Whenever he talks about the Nazis he becomes angry. He talks about the anti-American propaganda he was fed. How much hatred he felt about the half-breeds living in poverty in America waiting to spill out into other countries polluting them with their ill-conceived ways and inferior children.

He started to doubt what he was taught when he saw not ill-formed half-breeds in New York, but people like himself, smartly dressed and polite. As the train took him and other POWs across US soil, he was amazed at the wealth this country actually had, not to mention the size. Amazed at how many Americans owned and drove personal vehicles. America was huge, were he and his countrymen crazy enough to believe that they could really concur America. In case you did not know, Hitler had plans to invade before the USA even considered entering the war. Europe was not his only goal.

Once in camp, he learned not to fear the US guards but the Nazi interred there. Of the Germans and Austrians it was the Nazis that were the most dangerous. The American guards were very friendly and would share a smoke, even chocolate if asked. But one had to be careful least the Nazis considered you an enemy collaborator (more than one supposed POW turncoat had committed suicide with convenient, well written notes left behind before the die-hard nazis were finally rounded up and shipped elsewhere). The camp guards rarely asked what the POWs knew about Germany and the Nazi’s plans. That had been done back in Africa, then New York.

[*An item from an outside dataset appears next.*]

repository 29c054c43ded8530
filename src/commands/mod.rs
//! Command implementations

pub mod simple;

pub use simple::run_simple;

The best part of the interment was when they asked if any of the prisoners wanted work duty. This meant leaving the prison and working at local farms or doing roadwork. Planting, harvesting, repairing roofs, painting… this gave the men something to do. At first many considered trying to run, but before long they were convinced that this was not that bad, especially since they were also being paid for their labors. Though they did not receive cash outright, they had a form of banking account that they could draw on to purchase things. The money was also given to them with interest after the war. One enterprising German purchased a crud printing press and published a small paper. The camp supplied the paper for free and he made his ink from charcoal and local clay. One of the guards, a Native American, taught him how to create ink this way. He even supplied different color clays so that the paper could have colored sections. It contained camp news, New York Stock information, American comics, and general news about the war effort in Africa and Europe. He sold it for five cents a copy. Even the American guards purchased his “English” version of the paper.

The food they received was good and plentiful. Many had never eaten as good since the war began back in Europe. Some of the men gained so much weight that they burst the back of their trousers. They repaired their clothes using old US soldiers uniforms or by purchasing marked clothing from the prison store. Many received Medical and Dental of which they could only dream of back in Europe. They also had cinema Friday and Saturday nights. This usually was a newsreel, then a cartoon, finally the main feature. He said the best ones were when the cartoon was replaced by a comedy; Abbot and Costello were a favorite.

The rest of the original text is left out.